## TASK DIRECTIONS
Below are some records. Return exactly the lines from the one with "pub enum Topic" to the one with "live events follow.", and nothing else.

## DATA FOR PROCESSING
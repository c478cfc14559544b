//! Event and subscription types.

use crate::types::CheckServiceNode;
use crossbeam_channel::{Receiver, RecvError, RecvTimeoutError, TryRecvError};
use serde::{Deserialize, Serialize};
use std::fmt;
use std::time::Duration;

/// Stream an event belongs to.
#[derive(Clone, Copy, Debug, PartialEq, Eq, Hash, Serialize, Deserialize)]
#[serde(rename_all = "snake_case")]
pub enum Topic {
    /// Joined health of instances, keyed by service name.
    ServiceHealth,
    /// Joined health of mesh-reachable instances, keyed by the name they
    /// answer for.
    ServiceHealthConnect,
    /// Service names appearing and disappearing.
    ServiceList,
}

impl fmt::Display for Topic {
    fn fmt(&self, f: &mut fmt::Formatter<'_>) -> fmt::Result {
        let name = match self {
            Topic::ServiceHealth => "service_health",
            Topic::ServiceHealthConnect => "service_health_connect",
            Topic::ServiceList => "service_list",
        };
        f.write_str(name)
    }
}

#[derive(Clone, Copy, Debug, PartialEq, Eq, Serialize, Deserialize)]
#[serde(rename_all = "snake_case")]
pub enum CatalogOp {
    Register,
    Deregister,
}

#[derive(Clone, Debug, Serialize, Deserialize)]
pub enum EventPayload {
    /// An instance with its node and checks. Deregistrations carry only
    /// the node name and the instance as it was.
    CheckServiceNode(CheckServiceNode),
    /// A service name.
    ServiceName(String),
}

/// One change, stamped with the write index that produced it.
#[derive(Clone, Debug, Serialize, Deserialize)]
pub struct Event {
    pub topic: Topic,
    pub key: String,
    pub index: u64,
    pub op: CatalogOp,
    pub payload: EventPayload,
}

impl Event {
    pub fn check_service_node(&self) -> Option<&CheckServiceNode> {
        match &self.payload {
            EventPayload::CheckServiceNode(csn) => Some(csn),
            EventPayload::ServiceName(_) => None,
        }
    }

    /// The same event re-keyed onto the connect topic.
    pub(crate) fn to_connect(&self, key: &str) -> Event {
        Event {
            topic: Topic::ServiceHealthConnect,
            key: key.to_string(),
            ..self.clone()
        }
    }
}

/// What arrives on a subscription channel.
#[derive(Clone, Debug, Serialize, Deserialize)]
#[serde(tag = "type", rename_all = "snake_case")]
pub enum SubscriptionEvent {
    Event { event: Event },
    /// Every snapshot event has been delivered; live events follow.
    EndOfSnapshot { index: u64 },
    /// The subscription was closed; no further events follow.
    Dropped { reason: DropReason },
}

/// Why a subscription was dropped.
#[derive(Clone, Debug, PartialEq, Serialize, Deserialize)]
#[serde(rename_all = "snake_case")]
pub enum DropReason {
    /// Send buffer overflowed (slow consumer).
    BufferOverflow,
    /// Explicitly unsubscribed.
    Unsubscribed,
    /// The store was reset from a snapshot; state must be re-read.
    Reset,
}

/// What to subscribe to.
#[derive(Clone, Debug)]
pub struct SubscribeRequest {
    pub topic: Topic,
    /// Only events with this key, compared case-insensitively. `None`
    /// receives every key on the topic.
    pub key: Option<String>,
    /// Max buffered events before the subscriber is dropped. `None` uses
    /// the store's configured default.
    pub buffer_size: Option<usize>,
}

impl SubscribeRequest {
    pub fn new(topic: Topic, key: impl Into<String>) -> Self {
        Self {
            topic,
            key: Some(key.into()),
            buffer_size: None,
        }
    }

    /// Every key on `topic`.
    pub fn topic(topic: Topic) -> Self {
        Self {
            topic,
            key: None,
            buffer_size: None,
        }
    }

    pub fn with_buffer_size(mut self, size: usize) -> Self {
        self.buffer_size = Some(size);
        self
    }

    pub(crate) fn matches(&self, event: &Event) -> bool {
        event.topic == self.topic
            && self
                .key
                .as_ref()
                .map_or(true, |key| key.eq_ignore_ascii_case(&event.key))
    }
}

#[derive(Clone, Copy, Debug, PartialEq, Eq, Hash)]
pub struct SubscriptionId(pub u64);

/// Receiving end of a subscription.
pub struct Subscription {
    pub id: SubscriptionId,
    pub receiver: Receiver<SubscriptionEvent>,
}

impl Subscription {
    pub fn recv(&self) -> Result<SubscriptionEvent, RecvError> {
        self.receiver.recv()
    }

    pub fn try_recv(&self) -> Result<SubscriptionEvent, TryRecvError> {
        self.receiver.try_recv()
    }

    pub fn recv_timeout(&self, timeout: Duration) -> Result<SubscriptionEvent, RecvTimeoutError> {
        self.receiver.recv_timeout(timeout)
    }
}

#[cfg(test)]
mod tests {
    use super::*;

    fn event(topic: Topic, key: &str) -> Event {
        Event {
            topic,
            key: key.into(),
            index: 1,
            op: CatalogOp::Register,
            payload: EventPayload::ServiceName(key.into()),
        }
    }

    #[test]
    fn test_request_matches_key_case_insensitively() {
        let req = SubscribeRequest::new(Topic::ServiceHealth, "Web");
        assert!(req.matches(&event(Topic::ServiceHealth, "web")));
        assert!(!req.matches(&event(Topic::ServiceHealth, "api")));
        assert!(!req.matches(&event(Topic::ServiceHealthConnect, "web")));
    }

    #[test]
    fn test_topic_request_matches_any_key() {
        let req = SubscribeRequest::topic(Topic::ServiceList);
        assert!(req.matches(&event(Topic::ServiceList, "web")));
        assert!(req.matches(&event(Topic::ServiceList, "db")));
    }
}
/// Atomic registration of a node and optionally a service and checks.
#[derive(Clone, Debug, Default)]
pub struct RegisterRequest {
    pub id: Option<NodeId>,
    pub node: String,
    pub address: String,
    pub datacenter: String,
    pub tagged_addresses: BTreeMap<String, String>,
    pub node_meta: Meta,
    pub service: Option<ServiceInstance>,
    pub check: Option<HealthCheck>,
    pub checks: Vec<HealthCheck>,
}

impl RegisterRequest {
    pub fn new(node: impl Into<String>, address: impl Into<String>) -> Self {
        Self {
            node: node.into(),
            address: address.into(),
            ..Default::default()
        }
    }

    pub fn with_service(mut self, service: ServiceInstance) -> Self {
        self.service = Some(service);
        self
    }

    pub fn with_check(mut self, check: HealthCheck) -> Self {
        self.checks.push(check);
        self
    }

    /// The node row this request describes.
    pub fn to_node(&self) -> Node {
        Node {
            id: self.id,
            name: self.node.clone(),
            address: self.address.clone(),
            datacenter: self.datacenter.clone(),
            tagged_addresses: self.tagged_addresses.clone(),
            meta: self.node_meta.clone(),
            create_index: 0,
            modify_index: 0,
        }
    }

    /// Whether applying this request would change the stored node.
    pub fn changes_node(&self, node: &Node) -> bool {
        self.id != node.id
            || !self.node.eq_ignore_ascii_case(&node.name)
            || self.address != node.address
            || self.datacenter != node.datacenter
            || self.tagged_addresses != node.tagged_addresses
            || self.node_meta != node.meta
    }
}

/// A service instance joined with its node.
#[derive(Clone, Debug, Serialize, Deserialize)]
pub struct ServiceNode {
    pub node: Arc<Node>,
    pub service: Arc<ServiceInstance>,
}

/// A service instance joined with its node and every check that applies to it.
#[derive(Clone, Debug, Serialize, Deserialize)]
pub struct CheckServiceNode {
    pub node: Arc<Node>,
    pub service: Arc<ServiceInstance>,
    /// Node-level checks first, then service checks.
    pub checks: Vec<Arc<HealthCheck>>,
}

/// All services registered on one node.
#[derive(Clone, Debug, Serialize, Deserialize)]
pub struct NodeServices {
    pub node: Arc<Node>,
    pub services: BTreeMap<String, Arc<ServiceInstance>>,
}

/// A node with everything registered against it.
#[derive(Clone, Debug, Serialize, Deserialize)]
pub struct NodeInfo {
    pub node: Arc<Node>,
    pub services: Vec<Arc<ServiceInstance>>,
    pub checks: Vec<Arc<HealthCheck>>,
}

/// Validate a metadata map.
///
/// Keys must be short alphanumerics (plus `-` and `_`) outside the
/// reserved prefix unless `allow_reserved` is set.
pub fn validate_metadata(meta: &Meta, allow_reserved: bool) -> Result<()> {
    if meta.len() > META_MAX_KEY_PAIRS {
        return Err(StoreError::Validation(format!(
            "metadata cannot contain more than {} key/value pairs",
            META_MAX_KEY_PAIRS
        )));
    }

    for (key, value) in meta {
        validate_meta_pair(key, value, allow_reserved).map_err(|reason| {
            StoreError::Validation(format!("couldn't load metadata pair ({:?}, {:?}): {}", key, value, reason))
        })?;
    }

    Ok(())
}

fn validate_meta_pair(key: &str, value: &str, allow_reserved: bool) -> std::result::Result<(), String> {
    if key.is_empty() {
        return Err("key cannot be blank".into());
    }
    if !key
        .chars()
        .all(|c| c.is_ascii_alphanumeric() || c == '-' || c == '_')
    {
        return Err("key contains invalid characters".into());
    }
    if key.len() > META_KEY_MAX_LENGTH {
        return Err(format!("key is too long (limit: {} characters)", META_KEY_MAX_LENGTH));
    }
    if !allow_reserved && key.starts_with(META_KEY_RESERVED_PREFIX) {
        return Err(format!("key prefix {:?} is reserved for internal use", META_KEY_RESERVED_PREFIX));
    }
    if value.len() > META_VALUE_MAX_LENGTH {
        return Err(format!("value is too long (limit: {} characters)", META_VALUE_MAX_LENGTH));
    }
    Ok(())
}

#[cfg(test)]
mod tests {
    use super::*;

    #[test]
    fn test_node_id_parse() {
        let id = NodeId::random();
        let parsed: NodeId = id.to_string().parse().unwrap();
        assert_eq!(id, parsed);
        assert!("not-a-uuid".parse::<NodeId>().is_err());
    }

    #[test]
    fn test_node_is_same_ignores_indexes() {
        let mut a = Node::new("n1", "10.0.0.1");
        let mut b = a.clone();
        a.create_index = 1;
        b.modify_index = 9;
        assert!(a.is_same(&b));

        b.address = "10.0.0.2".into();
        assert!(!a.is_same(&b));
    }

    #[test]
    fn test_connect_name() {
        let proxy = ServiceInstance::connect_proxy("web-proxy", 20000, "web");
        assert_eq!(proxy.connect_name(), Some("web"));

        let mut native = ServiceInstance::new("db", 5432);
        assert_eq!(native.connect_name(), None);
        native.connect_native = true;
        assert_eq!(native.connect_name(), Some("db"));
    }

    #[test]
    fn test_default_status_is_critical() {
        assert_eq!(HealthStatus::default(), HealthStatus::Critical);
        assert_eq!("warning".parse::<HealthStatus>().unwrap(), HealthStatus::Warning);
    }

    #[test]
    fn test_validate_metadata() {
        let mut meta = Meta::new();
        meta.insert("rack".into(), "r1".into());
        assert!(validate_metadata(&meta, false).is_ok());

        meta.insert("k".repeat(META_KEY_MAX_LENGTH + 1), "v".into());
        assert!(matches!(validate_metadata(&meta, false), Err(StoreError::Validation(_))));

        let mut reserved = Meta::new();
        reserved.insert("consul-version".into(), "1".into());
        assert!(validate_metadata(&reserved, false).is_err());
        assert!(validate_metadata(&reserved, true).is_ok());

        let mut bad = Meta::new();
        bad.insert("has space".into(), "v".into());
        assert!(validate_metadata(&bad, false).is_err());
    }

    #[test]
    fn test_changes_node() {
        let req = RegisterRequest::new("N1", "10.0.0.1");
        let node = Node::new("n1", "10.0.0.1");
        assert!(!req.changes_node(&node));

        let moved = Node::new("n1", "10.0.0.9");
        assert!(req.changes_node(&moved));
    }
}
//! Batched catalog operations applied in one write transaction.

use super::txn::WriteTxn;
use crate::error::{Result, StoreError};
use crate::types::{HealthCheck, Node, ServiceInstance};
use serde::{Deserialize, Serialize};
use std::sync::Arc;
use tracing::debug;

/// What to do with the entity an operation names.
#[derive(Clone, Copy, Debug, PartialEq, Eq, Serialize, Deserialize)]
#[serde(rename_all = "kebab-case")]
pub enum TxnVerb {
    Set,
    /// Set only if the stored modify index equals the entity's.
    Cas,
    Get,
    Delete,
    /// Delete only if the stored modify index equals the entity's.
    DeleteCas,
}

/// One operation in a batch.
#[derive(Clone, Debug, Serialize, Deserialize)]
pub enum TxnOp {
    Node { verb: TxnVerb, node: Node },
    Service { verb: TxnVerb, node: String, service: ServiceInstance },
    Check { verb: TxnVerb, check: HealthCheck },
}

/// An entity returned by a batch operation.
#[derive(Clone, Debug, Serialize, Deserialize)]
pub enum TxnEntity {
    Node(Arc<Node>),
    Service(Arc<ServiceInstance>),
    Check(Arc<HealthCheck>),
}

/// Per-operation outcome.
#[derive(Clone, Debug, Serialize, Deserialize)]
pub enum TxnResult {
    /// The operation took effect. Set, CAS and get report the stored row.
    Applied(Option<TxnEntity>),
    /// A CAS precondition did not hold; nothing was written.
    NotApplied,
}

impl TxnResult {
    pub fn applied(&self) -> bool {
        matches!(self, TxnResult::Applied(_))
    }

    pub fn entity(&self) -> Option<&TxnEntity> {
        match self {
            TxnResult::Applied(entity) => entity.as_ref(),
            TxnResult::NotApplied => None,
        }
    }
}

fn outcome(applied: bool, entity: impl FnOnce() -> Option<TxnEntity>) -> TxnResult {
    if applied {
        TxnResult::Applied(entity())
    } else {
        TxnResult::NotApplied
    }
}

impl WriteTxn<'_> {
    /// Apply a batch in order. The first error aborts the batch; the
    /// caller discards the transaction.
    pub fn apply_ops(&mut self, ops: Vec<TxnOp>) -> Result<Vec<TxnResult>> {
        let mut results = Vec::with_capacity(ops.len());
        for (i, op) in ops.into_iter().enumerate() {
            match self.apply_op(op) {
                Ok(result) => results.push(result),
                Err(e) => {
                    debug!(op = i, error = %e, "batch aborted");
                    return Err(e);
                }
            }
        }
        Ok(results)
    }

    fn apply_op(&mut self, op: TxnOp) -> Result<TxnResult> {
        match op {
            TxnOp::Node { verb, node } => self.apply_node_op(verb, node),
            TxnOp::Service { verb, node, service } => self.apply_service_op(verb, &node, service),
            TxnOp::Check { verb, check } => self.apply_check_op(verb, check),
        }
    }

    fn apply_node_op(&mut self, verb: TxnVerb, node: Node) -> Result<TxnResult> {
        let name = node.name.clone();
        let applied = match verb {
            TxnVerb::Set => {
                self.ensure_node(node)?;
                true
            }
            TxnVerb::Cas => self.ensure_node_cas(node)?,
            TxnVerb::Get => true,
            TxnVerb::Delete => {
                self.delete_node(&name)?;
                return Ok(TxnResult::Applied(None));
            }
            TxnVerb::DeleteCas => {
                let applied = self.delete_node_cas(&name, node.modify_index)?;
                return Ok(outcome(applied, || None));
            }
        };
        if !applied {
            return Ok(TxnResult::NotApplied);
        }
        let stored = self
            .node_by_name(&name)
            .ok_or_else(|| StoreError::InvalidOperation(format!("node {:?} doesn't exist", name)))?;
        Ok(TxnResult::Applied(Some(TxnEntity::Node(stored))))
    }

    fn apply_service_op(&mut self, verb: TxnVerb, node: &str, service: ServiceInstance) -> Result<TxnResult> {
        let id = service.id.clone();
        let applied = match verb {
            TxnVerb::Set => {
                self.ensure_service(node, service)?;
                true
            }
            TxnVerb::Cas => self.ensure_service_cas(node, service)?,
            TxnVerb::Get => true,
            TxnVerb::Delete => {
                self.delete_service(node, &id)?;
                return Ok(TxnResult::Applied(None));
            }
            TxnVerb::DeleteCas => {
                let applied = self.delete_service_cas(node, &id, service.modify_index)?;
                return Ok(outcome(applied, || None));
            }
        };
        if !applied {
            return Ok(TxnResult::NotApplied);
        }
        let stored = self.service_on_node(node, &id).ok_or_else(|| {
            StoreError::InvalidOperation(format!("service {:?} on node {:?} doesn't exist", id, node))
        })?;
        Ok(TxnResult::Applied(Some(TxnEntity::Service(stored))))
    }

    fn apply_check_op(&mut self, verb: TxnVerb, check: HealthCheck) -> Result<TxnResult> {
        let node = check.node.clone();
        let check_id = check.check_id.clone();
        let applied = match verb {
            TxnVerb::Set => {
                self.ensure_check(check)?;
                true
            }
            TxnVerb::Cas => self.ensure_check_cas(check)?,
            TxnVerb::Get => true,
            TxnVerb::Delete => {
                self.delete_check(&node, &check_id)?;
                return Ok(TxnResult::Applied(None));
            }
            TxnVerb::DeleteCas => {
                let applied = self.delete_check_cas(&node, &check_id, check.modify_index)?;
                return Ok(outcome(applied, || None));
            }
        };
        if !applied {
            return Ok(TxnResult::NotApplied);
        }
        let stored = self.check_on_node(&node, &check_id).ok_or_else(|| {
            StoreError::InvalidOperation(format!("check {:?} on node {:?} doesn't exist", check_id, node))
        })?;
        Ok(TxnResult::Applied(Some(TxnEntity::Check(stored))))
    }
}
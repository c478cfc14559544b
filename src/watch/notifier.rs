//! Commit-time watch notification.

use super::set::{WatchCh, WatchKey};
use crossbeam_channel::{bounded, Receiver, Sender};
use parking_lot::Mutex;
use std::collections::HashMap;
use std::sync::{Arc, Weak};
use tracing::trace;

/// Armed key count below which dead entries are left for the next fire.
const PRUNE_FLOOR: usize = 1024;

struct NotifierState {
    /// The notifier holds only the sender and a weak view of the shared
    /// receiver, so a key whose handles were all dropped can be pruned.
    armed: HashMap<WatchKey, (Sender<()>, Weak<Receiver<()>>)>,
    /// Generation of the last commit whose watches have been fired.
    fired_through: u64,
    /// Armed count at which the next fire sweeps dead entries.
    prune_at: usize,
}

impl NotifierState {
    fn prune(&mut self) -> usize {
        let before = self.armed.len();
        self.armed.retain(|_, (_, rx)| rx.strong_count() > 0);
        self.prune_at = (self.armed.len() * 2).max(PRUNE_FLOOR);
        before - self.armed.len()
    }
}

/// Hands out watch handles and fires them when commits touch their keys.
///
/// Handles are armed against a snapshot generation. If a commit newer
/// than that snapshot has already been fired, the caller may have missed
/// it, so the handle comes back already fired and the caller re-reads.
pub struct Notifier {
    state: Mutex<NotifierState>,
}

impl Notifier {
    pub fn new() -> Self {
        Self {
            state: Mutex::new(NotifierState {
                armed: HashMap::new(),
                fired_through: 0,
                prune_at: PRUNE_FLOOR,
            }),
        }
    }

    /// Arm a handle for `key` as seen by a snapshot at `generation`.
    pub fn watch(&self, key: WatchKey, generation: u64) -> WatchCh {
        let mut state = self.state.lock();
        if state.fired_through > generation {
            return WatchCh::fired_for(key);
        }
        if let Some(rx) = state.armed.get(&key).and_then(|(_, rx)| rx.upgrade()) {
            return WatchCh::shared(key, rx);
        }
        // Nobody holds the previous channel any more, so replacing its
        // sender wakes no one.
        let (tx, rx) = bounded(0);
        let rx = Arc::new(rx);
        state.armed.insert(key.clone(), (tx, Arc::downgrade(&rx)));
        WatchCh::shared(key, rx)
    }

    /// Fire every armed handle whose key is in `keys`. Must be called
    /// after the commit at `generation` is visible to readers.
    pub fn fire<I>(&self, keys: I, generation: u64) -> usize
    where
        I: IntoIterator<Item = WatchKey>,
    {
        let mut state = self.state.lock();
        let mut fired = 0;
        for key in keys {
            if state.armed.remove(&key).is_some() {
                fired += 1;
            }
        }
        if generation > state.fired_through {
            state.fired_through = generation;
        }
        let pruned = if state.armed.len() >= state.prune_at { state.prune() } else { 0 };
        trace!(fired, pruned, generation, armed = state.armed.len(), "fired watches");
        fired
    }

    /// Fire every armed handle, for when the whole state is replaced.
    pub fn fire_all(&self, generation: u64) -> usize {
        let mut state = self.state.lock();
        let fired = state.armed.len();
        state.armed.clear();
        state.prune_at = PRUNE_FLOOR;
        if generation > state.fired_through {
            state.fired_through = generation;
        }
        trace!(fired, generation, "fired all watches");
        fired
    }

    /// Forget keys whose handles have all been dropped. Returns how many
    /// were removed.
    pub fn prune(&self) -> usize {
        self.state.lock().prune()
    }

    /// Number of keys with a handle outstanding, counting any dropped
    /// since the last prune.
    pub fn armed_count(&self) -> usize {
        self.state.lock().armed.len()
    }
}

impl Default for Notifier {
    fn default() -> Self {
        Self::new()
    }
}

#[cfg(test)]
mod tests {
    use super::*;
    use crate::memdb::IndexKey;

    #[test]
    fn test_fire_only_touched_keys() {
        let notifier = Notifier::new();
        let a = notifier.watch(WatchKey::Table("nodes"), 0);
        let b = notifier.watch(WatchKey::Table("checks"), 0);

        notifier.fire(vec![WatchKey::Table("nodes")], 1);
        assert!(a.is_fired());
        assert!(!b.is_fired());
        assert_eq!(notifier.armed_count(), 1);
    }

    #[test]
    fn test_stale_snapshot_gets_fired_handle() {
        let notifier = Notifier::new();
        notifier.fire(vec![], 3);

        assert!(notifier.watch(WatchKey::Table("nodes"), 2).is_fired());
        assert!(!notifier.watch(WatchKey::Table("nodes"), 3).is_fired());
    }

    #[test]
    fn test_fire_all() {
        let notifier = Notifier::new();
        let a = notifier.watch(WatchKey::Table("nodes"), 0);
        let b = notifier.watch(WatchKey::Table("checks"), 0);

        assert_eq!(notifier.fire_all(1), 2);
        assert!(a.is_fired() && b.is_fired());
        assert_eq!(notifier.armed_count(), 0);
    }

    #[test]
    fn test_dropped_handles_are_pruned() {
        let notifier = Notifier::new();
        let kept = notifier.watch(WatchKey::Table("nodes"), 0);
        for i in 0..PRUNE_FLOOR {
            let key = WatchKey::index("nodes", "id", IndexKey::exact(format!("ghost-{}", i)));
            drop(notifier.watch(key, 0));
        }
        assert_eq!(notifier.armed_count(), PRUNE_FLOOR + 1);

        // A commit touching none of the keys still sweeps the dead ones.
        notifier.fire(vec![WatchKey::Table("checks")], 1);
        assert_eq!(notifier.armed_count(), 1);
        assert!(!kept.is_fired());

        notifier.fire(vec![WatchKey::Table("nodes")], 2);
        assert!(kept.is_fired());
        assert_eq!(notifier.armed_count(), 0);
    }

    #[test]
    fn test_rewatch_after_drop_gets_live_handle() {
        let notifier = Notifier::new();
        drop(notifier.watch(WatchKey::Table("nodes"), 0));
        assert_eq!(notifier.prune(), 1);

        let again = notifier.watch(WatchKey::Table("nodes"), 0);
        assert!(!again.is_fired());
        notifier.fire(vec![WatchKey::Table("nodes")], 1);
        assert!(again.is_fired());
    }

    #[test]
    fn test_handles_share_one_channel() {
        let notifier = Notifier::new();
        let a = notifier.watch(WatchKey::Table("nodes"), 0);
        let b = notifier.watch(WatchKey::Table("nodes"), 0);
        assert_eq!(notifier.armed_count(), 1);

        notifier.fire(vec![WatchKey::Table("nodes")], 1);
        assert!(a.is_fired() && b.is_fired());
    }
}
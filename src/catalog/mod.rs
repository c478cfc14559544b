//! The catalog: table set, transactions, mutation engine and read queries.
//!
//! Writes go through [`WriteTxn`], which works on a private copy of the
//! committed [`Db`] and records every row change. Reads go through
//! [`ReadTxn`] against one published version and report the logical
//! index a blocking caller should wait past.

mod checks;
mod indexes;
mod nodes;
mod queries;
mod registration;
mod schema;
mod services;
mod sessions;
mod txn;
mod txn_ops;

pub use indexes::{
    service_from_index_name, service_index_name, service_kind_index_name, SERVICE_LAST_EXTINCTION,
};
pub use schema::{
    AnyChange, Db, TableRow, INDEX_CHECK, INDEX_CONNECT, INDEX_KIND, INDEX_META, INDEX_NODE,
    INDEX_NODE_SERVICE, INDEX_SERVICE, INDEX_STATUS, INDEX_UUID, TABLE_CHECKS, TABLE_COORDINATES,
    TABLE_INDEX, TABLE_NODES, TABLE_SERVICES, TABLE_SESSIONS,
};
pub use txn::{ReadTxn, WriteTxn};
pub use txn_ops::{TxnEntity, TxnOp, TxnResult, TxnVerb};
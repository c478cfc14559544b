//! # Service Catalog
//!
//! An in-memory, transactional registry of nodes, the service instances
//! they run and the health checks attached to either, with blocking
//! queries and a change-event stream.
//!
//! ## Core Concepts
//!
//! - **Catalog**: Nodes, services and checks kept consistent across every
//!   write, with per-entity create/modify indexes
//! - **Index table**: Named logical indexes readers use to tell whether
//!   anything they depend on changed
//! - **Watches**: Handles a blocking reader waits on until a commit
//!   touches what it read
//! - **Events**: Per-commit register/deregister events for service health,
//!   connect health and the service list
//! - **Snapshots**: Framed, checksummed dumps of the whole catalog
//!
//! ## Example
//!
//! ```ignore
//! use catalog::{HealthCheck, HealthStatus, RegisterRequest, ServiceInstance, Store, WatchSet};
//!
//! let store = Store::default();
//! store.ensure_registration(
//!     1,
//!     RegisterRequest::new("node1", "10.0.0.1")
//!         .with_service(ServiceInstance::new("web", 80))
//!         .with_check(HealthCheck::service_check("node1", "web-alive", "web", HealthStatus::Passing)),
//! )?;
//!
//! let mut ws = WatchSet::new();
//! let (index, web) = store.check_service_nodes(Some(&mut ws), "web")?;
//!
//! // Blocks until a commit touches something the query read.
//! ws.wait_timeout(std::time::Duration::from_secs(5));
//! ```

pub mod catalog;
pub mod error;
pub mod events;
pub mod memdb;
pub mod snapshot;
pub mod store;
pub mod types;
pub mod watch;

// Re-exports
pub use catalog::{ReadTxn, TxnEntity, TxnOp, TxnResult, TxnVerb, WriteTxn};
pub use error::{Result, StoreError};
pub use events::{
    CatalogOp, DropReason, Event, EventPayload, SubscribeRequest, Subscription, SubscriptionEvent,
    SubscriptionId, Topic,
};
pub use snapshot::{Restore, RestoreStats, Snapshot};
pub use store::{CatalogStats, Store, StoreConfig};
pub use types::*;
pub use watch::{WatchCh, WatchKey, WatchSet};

## TASK OUTPUT
pub enum Topic {
    /// Joined health of instances, keyed by service name.
    ServiceHealth,
    /// Joined health of mesh-reachable instances, keyed by the name they
    /// answer for.
    ServiceHealthConnect,
    /// Service names appearing and disappearing.
    ServiceList,
}

impl fmt::Display for Topic {
    fn fmt(&self, f: &mut fmt::Formatter<'_>) -> fmt::Result {
        let name = match self {
            Topic::ServiceHealth => "service_health",
            Topic::ServiceHealthConnect => "service_health_connect",
            Topic::ServiceList => "service_list",
        };
        f.write_str(name)
    }
}

#[derive(Clone, Copy, Debug, PartialEq, Eq, Serialize, Deserialize)]
#[serde(rename_all = "snake_case")]
pub enum CatalogOp {
    Register,
    Deregister,
}

#[derive(Clone, Debug, Serialize, Deserialize)]
pub enum EventPayload {
    /// An instance with its node and checks. Deregistrations carry only
    /// the node name and the instance as it was.
    CheckServiceNode(CheckServiceNode),
    /// A service name.
    ServiceName(String),
}

/// One change, stamped with the write index that produced it.
#[derive(Clone, Debug, Serialize, Deserialize)]
pub struct Event {
    pub topic: Topic,
    pub key: String,
    pub index: u64,
    pub op: CatalogOp,
    pub payload: EventPayload,
}

impl Event {
    pub fn check_service_node(&self) -> Option<&CheckServiceNode> {
        match &self.payload {
            EventPayload::CheckServiceNode(csn) => Some(csn),
            EventPayload::ServiceName(_) => None,
        }
    }

    /// The same event re-keyed onto the connect topic.
    pub(crate) fn to_connect(&self, key: &str) -> Event {
        Event {
            topic: Topic::ServiceHealthConnect,
            key: key.to_string(),
            ..self.clone()
        }
    }
}

/// What arrives on a subscription channel.
#[derive(Clone, Debug, Serialize, Deserialize)]
#[serde(tag = "type", rename_all = "snake_case")]
pub enum SubscriptionEvent {
    Event { event: Event },
    /// Every snapshot event has been delivered; live events follow.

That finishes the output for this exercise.